As runaway abrupt climate change and it’s brutal reality bares down on us with the speed of a tsunami, another little discussed side affect is grief. I shall try to cover it in this blog and provide some avenues for readers to seek solace and solidarity below.
Those of us who are monitoring the unraveling of the biosphere will be fully aware of this aching phenomenon already but our numbers are relatively few (sic) due to the lies and obfuscating taking place regarding the severity of the crisis, yet when the awareness of the imminent demise of our species dawns on the afflicted planets populace, all the symptoms of grief will manifest on a monumental scale!
Sadness, depression, anger, denial, resignation, pick your poison (sic), try and be gentle with yourself and those you interact with. Embrace your grief, acknowledge it, share it with those you trust. Support those of your friends, colleagues and neighbours who are suffering, it really is best shared.

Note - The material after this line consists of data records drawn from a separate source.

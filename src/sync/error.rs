use thiserror::Error;

use crate::sync::domain::order_key::SectionKey;
use crate::sync::types::{RecordId, RecordKind};

/// Errors raised while reconciling records into a sectioned list.
///
/// Every variant is raised before the store is touched, so a failed
/// reconciliation never leaves a partially applied edit behind.
#[derive(Error, Debug, Clone, PartialEq, Eq)]
pub enum SyncError {
    /// The caller's section bookkeeping is out of date.
    #[error("record {id} not found in section {section}")]
    StaleSection { id: RecordId, section: SectionKey },

    #[error("record {id} not found")]
    UnknownRecord { id: RecordId },

    #[error("record {id} already exists")]
    DuplicateRecord { id: RecordId },

    #[error("record {id} is a {found} record, list holds {expected}")]
    KindMismatch {
        id: RecordId,
        expected: RecordKind,
        found: RecordKind,
    },

    #[error("data service: {0}")]
    Service(#[from] ServiceError),
}

impl SyncError {
    /// Title and body of the alert shown to the user.
    pub fn user_message(&self) -> (&'static str, String) {
        match self {
            SyncError::Service(err) => err.user_message(),
            other => (
                "Unable to Reload List",
                format!("The list could not be updated and was left unchanged.\n\n{other}"),
            ),
        }
    }
}

/// Failures reported by a data service.
#[derive(Error, Debug, Clone, PartialEq, Eq)]
pub enum ServiceError {
    #[error("unable to fetch data: {0}")]
    Fetch(String),

    #[error("unable to save {id}: {reason}")]
    Write { id: RecordId, reason: String },

    #[error("unable to delete {id}: {reason}")]
    Delete { id: RecordId, reason: String },

    #[error("data service is not running")]
    Disconnected,
}

const CONNECTION_HINT: &str =
    "Please ensure that there is an internet connection or try restarting the app.";

impl ServiceError {
    pub fn user_message(&self) -> (&'static str, String) {
        let title = match self {
            ServiceError::Fetch(_) | ServiceError::Disconnected => "Unable to Fetch Data",
            ServiceError::Write { .. } => "Unable to Save Record",
            ServiceError::Delete { .. } => "Unable to Delete Record",
        };
        (title, format!("{CONNECTION_HINT}\n\n{self}"))
    }
}

/// Why a field could not be used for ordering.
#[derive(Debug, Clone, Copy, PartialEq, Eq)]
pub enum FieldDefect {
    Absent,
    Unparseable,
}

/// A required ordering field was absent or unparseable.
///
/// Never propagated: derivation substitutes a sentinel and carries on.
#[derive(Error, Debug, Clone, PartialEq, Eq)]
#[error("{kind} record {id}: field `{field}` is {defect:?}")]
pub struct MissingFieldError {
    pub kind: RecordKind,
    pub id: RecordId,
    pub field: &'static str,
    pub defect: FieldDefect,
}
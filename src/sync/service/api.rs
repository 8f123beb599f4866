use crate::sync::error::ServiceError;
use crate::sync::types::{Record, RecordId, RecordKind};

/// Correlates a request with its completion.
#[derive(Debug, Clone, Copy, PartialEq, Eq, PartialOrd, Ord, Hash)]
pub struct RequestId(pub u64);

/// Successful result of a data-service request.
#[derive(Debug, Clone)]
pub enum ServiceReply {
    /// Every record, grouped by kind, in no particular order.
    Fetched(Vec<(RecordKind, Vec<Record>)>),
    /// The record as stored.
    Written(Record),
    Deleted { kind: RecordKind, id: RecordId },
}

#[derive(Debug, Clone)]
pub struct Completion {
    pub request: RequestId,
    pub outcome: Result<ServiceReply, ServiceError>,
}

/// Minimal interface to the backing document store used by the orchestrator.
///
/// Requests return immediately; their results are picked up with
/// [`DataService::poll_completion`] on the thread that owns the lists, so
/// implementations that finish work elsewhere must queue completions for
/// that thread instead of calling back into it.
pub trait DataService {
    /// Fetches the full record set once.
    fn request_fetch(&mut self) -> RequestId;

    /// Creates or replaces a record.
    fn request_write(&mut self, record: Record) -> RequestId;

    fn request_delete(&mut self, kind: RecordKind, id: RecordId) -> RequestId;

    /// Non-blocking poll: next completion in arrival order, if any.
    fn poll_completion(&mut self) -> Option<Completion>;
}
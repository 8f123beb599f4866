//! Sorted, sectioned record lists kept in step with a document store.

pub mod domain;
pub mod engine;
pub mod error;
pub mod runtime;
pub mod service;
pub mod types;
//! Section and sort keys derived from a record's fields.
//!
//! Derivation is pure and never fails: a missing or unparseable field is
//! replaced by a sentinel (`SectionKey::Error` / `SortKey::Error`) and the
//! defect is returned alongside the key so callers can report it.

use std::fmt;

use chrono::{Datelike, NaiveDate, NaiveDateTime};

use crate::sync::error::{FieldDefect, MissingFieldError};
use crate::sync::types::{fields, Record, RecordId, RecordKind};

/// Label of the sentinel section.
pub const ERROR_SECTION_LABEL: &str = "section-error";

/// Section label shared by every contact.
pub const CONTACTS_SECTION: &str = "contacts";

/// Identifies the section a record is listed under.
///
/// The derived ordering compares variants first, so the error sentinel
/// always sorts last. Letters and text compare lexicographically, months
/// chronologically (year, then month).
#[derive(Debug, Clone, PartialEq, Eq, PartialOrd, Ord, Hash)]
pub enum SectionKey {
    /// Lowercased initial of a student's last name.
    Letter(char),
    Text(String),
    /// Calendar month of an event's start date.
    Month { year: i32, month: u32 },
    Error,
}

impl SectionKey {
    pub fn text(s: impl Into<String>) -> Self {
        SectionKey::Text(s.into())
    }

    pub fn month(year: i32, month: u32) -> Self {
        SectionKey::Month { year, month }
    }

    /// Stable label; `SectionKey::parse` reverses it.
    pub fn label(&self) -> String {
        match self {
            SectionKey::Letter(c) => c.to_string(),
            SectionKey::Text(s) => s.clone(),
            SectionKey::Month { year, month } => NaiveDate::from_ymd_opt(*year, *month, 1)
                .map(|d| d.format("%B %Y").to_string())
                .unwrap_or_else(|| ERROR_SECTION_LABEL.to_string()),
            SectionKey::Error => ERROR_SECTION_LABEL.to_string(),
        }
    }

    /// Header text shown above the section.
    pub fn title(&self) -> String {
        match self {
            SectionKey::Letter(c) => c.to_uppercase().collect(),
            other => other.label(),
        }
    }

    /// Reads a section label back into a key for the given kind.
    ///
    /// Event labels must look like "March 2022"; anything else maps to the
    /// error section so that ordering stays chronological.
    pub fn parse(kind: RecordKind, label: &str) -> Self {
        if label == ERROR_SECTION_LABEL {
            return SectionKey::Error;
        }

        match kind {
            RecordKind::Students => {
                let mut chars = label.chars();
                match (chars.next(), chars.next()) {
                    (Some(c), None) => SectionKey::Letter(lower(c)),
                    _ => SectionKey::Error,
                }
            }
            RecordKind::Events => {
                match NaiveDate::parse_from_str(&format!("1 {}", label.trim()), "%d %B %Y") {
                    Ok(date) => SectionKey::month(date.year(), date.month()),
                    Err(_) => SectionKey::Error,
                }
            }
            RecordKind::DegreeOptions | RecordKind::Contacts => SectionKey::text(label),
        }
    }
}

impl fmt::Display for SectionKey {
    fn fmt(&self, f: &mut fmt::Formatter<'_>) -> fmt::Result {
        f.write_str(&self.label())
    }
}

/// Position of a record inside its section.
///
/// One list only ever holds one real variant plus the sentinel, which sorts
/// after every real value.
#[derive(Debug, Clone, PartialEq, Eq, PartialOrd, Ord, Hash)]
pub enum SortKey {
    Order(i64),
    Date(NaiveDateTime),
    Text(String),
    Error,
}

/// Derived (section, sort) pair for one record.
///
/// Ordering is by section, then sort key, then id, which makes it a strict
/// total order over records of one kind.
#[derive(Debug, Clone, PartialEq, Eq, PartialOrd, Ord, Hash)]
pub struct OrderKey {
    pub section: SectionKey,
    pub sort: SortKey,
    pub id: RecordId,
}

/// Result of deriving an order key.
#[derive(Debug, Clone)]
pub struct Derivation {
    pub key: OrderKey,
    pub defects: Vec<MissingFieldError>,
}

impl Derivation {
    pub fn is_clean(&self) -> bool {
        self.defects.is_empty()
    }
}

impl OrderKey {
    /// Derives the order key from the record's current fields.
    pub fn derive(record: &Record) -> Derivation {
        let mut defects = Vec::new();
        let mut missing = |field: &'static str, defect: FieldDefect| {
            defects.push(MissingFieldError {
                kind: record.kind,
                id: record.id.clone(),
                field,
                defect,
            })
        };

        let (section, sort) = match record.kind {
            RecordKind::Students => {
                use fields::student::*;

                let last = record.text_field(LAST_NAME);
                let first = record.text_field(FIRST_NAME);
                if last.is_none() {
                    missing(LAST_NAME, FieldDefect::Absent);
                }
                if first.is_none() {
                    missing(FIRST_NAME, FieldDefect::Absent);
                }

                let section = last
                    .and_then(|l| l.chars().next())
                    .map(|c| SectionKey::Letter(lower(c)))
                    .unwrap_or(SectionKey::Error);
                let sort = match last {
                    Some(last) => SortKey::Text(format!("{}, {}", last, first.unwrap_or(""))),
                    None => SortKey::Error,
                };
                (section, sort)
            }

            RecordKind::DegreeOptions => {
                use fields::option::*;

                let section = match record.text_field(MAJOR_NAME) {
                    Some(major) => SectionKey::text(major),
                    None => {
                        missing(MAJOR_NAME, FieldDefect::Absent);
                        SectionKey::Error
                    }
                };
                let sort = match record.text_field(OPTION_NAME) {
                    Some(name) => SortKey::Text(name.to_string()),
                    None => {
                        missing(OPTION_NAME, FieldDefect::Absent);
                        SortKey::Error
                    }
                };
                (section, sort)
            }

            RecordKind::Events => {
                use fields::event::START_DATE;

                match record.date_field(START_DATE) {
                    Some(start) => (month_of(start), SortKey::Date(start)),
                    None => {
                        let defect = if record.text_field(START_DATE).is_some() {
                            FieldDefect::Unparseable
                        } else {
                            FieldDefect::Absent
                        };
                        missing(START_DATE, defect);
                        (SectionKey::Error, SortKey::Error)
                    }
                }
            }

            RecordKind::Contacts => {
                use fields::contact::ORDER;

                let sort = match record.int_field(ORDER) {
                    Some(order) => SortKey::Order(order),
                    None => {
                        let defect = if record.text_field(ORDER).is_some() {
                            FieldDefect::Unparseable
                        } else {
                            FieldDefect::Absent
                        };
                        missing(ORDER, defect);
                        SortKey::Error
                    }
                };
                (SectionKey::text(CONTACTS_SECTION), sort)
            }
        };

        for defect in &defects {
            log::warn!("[ORDER] {}; using sentinel", defect);
        }

        Derivation {
            key: OrderKey {
                section,
                sort,
                id: record.id.clone(),
            },
            defects,
        }
    }
}

fn lower(c: char) -> char {
    c.to_lowercase().next().unwrap_or(c)
}

fn month_of(date: NaiveDateTime) -> SectionKey {
    SectionKey::month(date.year(), date.month())
}

#[cfg(test)]
mod tests {
    use super::*;

    fn student(id: &str, last: &str, first: &str) -> Record {
        Record::with_id(id, RecordKind::Students)
            .field_set(fields::student::LAST_NAME, last)
            .field_set(fields::student::FIRST_NAME, first)
    }

    #[test]
    fn student_keys_use_last_name_initial() {
        let d = OrderKey::derive(&student("1", "Smith", "John"));
        assert!(d.is_clean());
        assert_eq!(d.key.section, SectionKey::Letter('s'));
        assert_eq!(d.key.section.title(), "S");
        assert_eq!(d.key.sort, SortKey::Text("Smith, John".into()));
    }

    #[test]
    fn empty_last_name_goes_to_error_section() {
        let d = OrderKey::derive(&student("1", "  ", "John"));
        assert_eq!(d.key.section, SectionKey::Error);
        assert_eq!(d.key.sort, SortKey::Error);
        assert_eq!(d.defects.len(), 1);
        assert_eq!(d.defects[0].field, fields::student::LAST_NAME);
    }

    #[test]
    fn event_keys_are_chronological() {
        let event = Record::with_id("e", RecordKind::Events)
            .field_set(fields::event::START_DATE, "2022-03-05 10:00");
        let d = OrderKey::derive(&event);
        assert_eq!(d.key.section, SectionKey::month(2022, 3));
        assert_eq!(d.key.section.label(), "March 2022");
    }

    #[test]
    fn unparseable_event_date_is_flagged() {
        let event = Record::with_id("e", RecordKind::Events)
            .field_set(fields::event::START_DATE, "next tuesday");
        let d = OrderKey::derive(&event);
        assert_eq!(d.key.section, SectionKey::Error);
        assert_eq!(d.defects[0].defect, FieldDefect::Unparseable);
    }

    #[test]
    fn contact_order_sorts_numerically() {
        let a = Record::with_id("a", RecordKind::Contacts).field_set(fields::contact::ORDER, "2");
        let b = Record::with_id("b", RecordKind::Contacts).field_set(fields::contact::ORDER, "10");
        let ka = OrderKey::derive(&a).key;
        let kb = OrderKey::derive(&b).key;
        assert_eq!(ka.section, SectionKey::text(CONTACTS_SECTION));
        assert!(ka < kb);
    }

    #[test]
    fn event_labels_sort_chronologically() {
        let mut keys: Vec<_> = ["January 2023", "March 2022", "February 2023"]
            .iter()
            .map(|l| SectionKey::parse(RecordKind::Events, l))
            .collect();
        keys.sort();

        let labels: Vec<_> = keys.iter().map(SectionKey::label).collect();
        assert_eq!(labels, vec!["March 2022", "January 2023", "February 2023"]);
    }

    #[test]
    fn error_section_sorts_last() {
        let mut keys = vec![
            SectionKey::Error,
            SectionKey::Letter('z'),
            SectionKey::Letter('a'),
        ];
        keys.sort();
        assert_eq!(keys.last(), Some(&SectionKey::Error));
        assert_eq!(keys[0], SectionKey::Letter('a'));
    }

    fn degree_option(id: &str, major: Option<&str>, name: &str) -> Record {
        let record = Record::with_id(id, RecordKind::DegreeOptions)
            .field_set(fields::option::OPTION_NAME, name);
        match major {
            Some(major) => record.field_set(fields::option::MAJOR_NAME, major),
            None => record,
        }
    }

    #[test]
    fn option_majors_sort_lexicographically() {
        let math = OrderKey::derive(&degree_option("m", Some("Mathematics"), "Applied")).key;
        let cs = OrderKey::derive(&degree_option("c", Some("Computer Science"), "Systems")).key;

        assert_eq!(cs.section, SectionKey::text("Computer Science"));
        assert_eq!(cs.section.title(), "Computer Science");
        assert!(cs.section < math.section);
        assert!(cs < math, "section decides before option name");
    }

    #[test]
    fn options_sort_by_name_within_major() {
        let se = OrderKey::derive(&degree_option("1", Some("Computer Science"), "Software Engineering"));
        let ai = OrderKey::derive(&degree_option("2", Some("Computer Science"), "Artificial Intelligence"));

        assert!(se.is_clean() && ai.is_clean());
        assert_eq!(se.key.section, ai.key.section);
        assert_eq!(ai.key.sort, SortKey::Text("Artificial Intelligence".into()));
        assert!(ai.key < se.key);
    }

    #[test]
    fn option_without_major_goes_to_error_section() {
        let orphan = OrderKey::derive(&degree_option("o", None, "Undeclared Track"));
        assert_eq!(orphan.key.section, SectionKey::Error);
        assert_eq!(orphan.key.sort, SortKey::Text("Undeclared Track".into()));
        assert_eq!(orphan.defects.len(), 1);
        assert_eq!(orphan.defects[0].field, fields::option::MAJOR_NAME);
        assert_eq!(orphan.defects[0].defect, FieldDefect::Absent);

        let zoology = OrderKey::derive(&degree_option("z", Some("Zoology"), "Marine")).key;
        assert!(zoology.section < orphan.key.section);
    }

    #[test]
    fn ties_break_on_id() {
        let a = student("a", "Smith", "John");
        let b = student("b", "Smith", "John");
        assert!(OrderKey::derive(&a).key < OrderKey::derive(&b).key);
    }
}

In recent times renowned climate bloggers have been courageous enough to admit in public how their research has driven some of them to the edge of despair, you are not alone;
Michael Slezak writing for The Guardian Environment;
My professional detachment has finally turned to panic
“One day in his office, he reviewed a new study about the release of methane from the ocean floor and saw, more starkly than ever before, the conundrum the world faced. It wasn’t simply that they needed to consume less, to bring humanity’s impact on the biosphere under control, it was that there were just too many people, and even allowing for technological change and economic restructuring, the planet was on a collision course with disaster. In the United States and India floods covered millions of square kilometres, in Africa and Europe the heat was growing ever more intense and in Indonesia and Brazil and Malaysia the forests were burning, yet he and Ellie were trying to have a baby. What sort of world would that child inherit? Were they really doing the right thing by bringing another life into it?”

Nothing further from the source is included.